● **TASK DIRECTIONS**: Count the lines in the records below that contain the word "back", and give only that number.
======== DATA EXCERPTS ========
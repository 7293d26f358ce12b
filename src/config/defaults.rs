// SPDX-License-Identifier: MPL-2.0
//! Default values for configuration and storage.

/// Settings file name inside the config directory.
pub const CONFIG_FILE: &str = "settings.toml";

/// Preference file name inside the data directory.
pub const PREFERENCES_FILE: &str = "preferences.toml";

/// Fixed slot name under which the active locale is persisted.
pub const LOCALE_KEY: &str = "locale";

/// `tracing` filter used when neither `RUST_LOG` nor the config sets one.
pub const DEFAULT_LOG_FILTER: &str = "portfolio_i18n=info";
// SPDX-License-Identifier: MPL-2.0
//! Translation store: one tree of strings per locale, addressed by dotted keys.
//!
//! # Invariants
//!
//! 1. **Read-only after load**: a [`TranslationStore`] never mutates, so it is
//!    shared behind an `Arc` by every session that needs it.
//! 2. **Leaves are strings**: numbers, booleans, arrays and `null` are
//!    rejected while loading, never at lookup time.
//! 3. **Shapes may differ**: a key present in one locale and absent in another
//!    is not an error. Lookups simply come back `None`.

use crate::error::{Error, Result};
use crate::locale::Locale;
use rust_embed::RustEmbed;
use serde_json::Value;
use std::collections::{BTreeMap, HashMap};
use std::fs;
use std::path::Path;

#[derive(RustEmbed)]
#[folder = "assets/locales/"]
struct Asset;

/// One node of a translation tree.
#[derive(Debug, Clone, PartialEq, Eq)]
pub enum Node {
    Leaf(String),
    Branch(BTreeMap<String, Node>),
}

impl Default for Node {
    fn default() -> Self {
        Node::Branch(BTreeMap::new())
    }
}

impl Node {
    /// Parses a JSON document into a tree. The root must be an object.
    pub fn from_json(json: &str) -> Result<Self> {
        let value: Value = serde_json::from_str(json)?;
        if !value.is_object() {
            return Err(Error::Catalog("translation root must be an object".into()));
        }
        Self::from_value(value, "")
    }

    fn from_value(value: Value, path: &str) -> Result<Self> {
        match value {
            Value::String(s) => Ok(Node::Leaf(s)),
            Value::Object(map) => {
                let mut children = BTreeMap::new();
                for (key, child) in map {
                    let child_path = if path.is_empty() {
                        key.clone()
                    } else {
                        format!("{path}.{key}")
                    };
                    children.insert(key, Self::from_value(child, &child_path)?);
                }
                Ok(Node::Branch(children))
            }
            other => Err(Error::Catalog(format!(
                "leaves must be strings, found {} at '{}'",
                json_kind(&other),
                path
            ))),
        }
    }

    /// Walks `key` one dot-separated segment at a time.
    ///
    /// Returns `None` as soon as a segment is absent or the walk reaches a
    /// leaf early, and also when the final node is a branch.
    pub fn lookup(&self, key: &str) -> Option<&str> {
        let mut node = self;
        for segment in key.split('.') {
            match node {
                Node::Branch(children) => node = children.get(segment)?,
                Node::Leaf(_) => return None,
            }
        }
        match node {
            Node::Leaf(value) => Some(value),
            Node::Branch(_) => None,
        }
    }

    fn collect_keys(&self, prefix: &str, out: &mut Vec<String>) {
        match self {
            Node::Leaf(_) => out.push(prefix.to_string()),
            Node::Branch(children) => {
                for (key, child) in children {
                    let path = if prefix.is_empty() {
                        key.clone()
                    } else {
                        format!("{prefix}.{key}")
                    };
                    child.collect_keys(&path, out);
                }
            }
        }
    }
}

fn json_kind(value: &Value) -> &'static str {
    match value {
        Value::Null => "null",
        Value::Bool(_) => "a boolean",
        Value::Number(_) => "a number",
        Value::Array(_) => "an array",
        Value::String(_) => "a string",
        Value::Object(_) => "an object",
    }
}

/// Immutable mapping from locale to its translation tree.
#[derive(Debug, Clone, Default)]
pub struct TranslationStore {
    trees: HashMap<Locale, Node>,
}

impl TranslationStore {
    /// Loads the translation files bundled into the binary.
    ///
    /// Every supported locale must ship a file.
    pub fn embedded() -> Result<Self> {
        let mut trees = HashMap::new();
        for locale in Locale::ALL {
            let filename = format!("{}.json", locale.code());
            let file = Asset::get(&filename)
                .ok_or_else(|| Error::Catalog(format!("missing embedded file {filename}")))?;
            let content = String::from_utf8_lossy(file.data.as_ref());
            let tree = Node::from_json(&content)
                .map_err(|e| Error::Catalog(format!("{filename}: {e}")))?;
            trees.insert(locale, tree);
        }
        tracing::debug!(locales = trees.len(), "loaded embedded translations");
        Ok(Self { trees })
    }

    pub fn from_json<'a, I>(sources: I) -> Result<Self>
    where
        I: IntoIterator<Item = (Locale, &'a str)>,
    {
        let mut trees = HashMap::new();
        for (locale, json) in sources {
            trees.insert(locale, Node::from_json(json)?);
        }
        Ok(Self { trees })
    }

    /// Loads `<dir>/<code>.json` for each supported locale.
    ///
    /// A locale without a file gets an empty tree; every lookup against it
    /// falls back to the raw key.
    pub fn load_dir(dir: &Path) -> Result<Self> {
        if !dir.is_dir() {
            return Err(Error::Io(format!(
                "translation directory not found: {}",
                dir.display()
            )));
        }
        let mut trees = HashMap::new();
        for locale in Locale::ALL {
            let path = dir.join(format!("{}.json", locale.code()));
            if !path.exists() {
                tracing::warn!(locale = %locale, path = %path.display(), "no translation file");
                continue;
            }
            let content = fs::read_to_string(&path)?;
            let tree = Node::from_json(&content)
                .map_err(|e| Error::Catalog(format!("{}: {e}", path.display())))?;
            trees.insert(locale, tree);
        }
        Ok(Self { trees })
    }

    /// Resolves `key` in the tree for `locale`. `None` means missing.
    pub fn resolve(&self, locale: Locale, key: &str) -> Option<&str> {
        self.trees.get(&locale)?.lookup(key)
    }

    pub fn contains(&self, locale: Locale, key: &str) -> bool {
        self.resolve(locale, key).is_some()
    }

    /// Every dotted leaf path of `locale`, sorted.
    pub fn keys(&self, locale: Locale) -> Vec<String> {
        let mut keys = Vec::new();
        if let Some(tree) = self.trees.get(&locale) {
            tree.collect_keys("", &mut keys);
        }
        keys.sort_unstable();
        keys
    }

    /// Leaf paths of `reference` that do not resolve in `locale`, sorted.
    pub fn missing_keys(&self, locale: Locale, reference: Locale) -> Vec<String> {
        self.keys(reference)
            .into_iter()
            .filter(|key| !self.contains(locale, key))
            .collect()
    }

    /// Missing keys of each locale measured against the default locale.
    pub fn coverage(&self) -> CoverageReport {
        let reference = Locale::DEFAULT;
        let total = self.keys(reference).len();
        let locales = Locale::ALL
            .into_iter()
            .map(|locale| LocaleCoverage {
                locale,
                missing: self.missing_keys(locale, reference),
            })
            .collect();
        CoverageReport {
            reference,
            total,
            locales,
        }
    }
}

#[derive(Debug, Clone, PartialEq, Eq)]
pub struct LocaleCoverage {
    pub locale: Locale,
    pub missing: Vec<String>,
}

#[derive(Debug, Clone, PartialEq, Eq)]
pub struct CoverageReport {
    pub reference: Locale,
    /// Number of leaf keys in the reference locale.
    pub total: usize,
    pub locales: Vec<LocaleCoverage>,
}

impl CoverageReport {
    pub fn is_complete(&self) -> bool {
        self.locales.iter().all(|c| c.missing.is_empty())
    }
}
========
● **RESULT OF THIS TASK**: 2